CHRONIC NUISANCE PREMISES
Julia Carney
Communities throughout the country are adopting chronic nuisance laws that impose fines or even criminal penalties on property owners for nuisance activities occurring on the premises. The purpose of these laws is to reduce the number of police calls to designated properties and to hold the property owner responsible for the actions of tenants, visitors or even tresspassers on the premises. Jurisdictions differ on which types of properties are eligible for chronic nuisance classification. Some cities apply the ordinance to all properties in the municipality including single family, multi-family, and commercial, while other jurisdictions only apply the law to multi-family properties. Each community defines nuisance activities differently, but they generally identify conduct such as underage consumption of alcohol, public drinking, illegal possession of drugs, illegal possession or discharge of firearms, disorderly conduct, gambling, assault and battery as nuisance activities subject to the chronic nuisance law. Generally, after a specific number of nuisance events, the municipality will begin billing the property owner for excessive numbers of police calls.
As these chronic nuisance laws are enacted at the local level, each ordinance is unique in what calls for police service qualify for enforcement action. In some jurisdictions, such as Cincinnati, only a police response to a disturbance or a police officer’s determination of probable cause is necessary to determine that a nuisance activity has occurred. In other municipalities, such as Pittsburgh, an arrest or citation for an offense is required for the police call to be classified as a nuisance activity. Coaldale and Wilkes-Barr, Pennsylvania have some of the strictest standards, requiring a conviction for the offense in a court of competent jurisdiction.

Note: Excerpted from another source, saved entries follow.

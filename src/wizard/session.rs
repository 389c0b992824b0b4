//! Wizard session store
//!
//! Holds the in-progress dialogue of each administrator.
//! Transport-agnostic: keyed by whatever identity the front-end uses.

use std::collections::HashMap;
use std::hash::Hash;
use tokio::sync::RwLock;

/// Current position in a wizard flow
#[derive(Clone, Copy, Debug, Default, PartialEq, Eq)]
pub enum Step {
    /// No flow in progress
    #[default]
    Idle,
    /// Add flow: waiting for the headline
    AwaitingTitle,
    /// Add flow: waiting for the body text
    AwaitingDescription,
    /// Add flow: waiting for the date label
    AwaitingDate,
    /// Delete flow: waiting for the item identifier
    AwaitingDeleteId,
}

impl Step {
    /// Returns true while the add flow is collecting input
    #[must_use]
    pub const fn is_add_flow(self) -> bool {
        matches!(
            self,
            Self::AwaitingTitle | Self::AwaitingDescription | Self::AwaitingDate
        )
    }
}

/// Partially built news item
#[derive(Clone, Debug, Default, PartialEq, Eq)]
pub struct Draft {
    /// Headline collected so far
    pub title: String,
    /// Body text collected so far
    pub description: String,
    /// Photos attached so far
    pub photo_file_ids: Vec<String>,
}

/// Per-administrator dialogue state
#[derive(Clone, Debug, Default, PartialEq, Eq)]
pub struct WizardSession {
    /// Current step
    pub step: Step,
    /// Draft being assembled by the add flow
    pub draft: Draft,
}

impl WizardSession {
    /// Fresh session positioned at `step`
    #[must_use]
    pub fn at(step: Step) -> Self {
        Self {
            step,
            draft: Draft::default(),
        }
    }
}

/// Map from identity to wizard session.
///
/// A missing entry means the identity is idle.
pub struct SessionStore<Id: Hash + Eq + Clone + Send + Sync + std::fmt::Debug + 'static> {
    sessions: RwLock<HashMap<Id, WizardSession>>,
}

impl<Id: Hash + Eq + Clone + Send + Sync + std::fmt::Debug + 'static> Default
    for SessionStore<Id>
{
    fn default() -> Self {
        Self::new()
    }
}

impl<Id: Hash + Eq + Clone + Send + Sync + std::fmt::Debug + 'static> SessionStore<Id> {
    /// Create an empty store
    #[must_use]
    pub fn new() -> Self {
        Self {
            sessions: RwLock::new(HashMap::new()),
        }
    }

    /// Snapshot of the session, if any
    pub async fn get(&self, id: &Id) -> Option<WizardSession> {
        let sessions = self.sessions.read().await;
        sessions.get(id).cloned()
    }

    /// Current step, `Idle` when no session exists
    pub async fn step(&self, id: &Id) -> Step {
        self.get(id).await.map_or(Step::Idle, |s| s.step)
    }

    /// Insert or replace a session
    pub async fn put(&self, id: Id, session: WizardSession) {
        let mut sessions = self.sessions.write().await;
        sessions.insert(id, session);
    }

    /// Remove a session, returning it if one existed
    pub async fn clear(&self, id: &Id) -> Option<WizardSession> {
        let mut sessions = self.sessions.write().await;
        sessions.remove(id)
    }

    /// Number of live sessions
    pub async fn len(&self) -> usize {
        self.sessions.read().await.len()
    }

    /// Returns true if no sessions are live
    pub async fn is_empty(&self) -> bool {
        self.sessions.read().await.is_empty()
    }
}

There are also significant differences in what types of penalties are assessed for violation of the ordinances. The majority of communities begin enforcement with either fines or reimbursement of costs for police services. Although some jurisdictions, including Columbia, Missouri and Milwaukee, Wisconsin, provide additional criminal penalties, including incarceration, either as a punishment for maintaining a chronic nuisance premises or as a penalty for non-payment of fines and costs.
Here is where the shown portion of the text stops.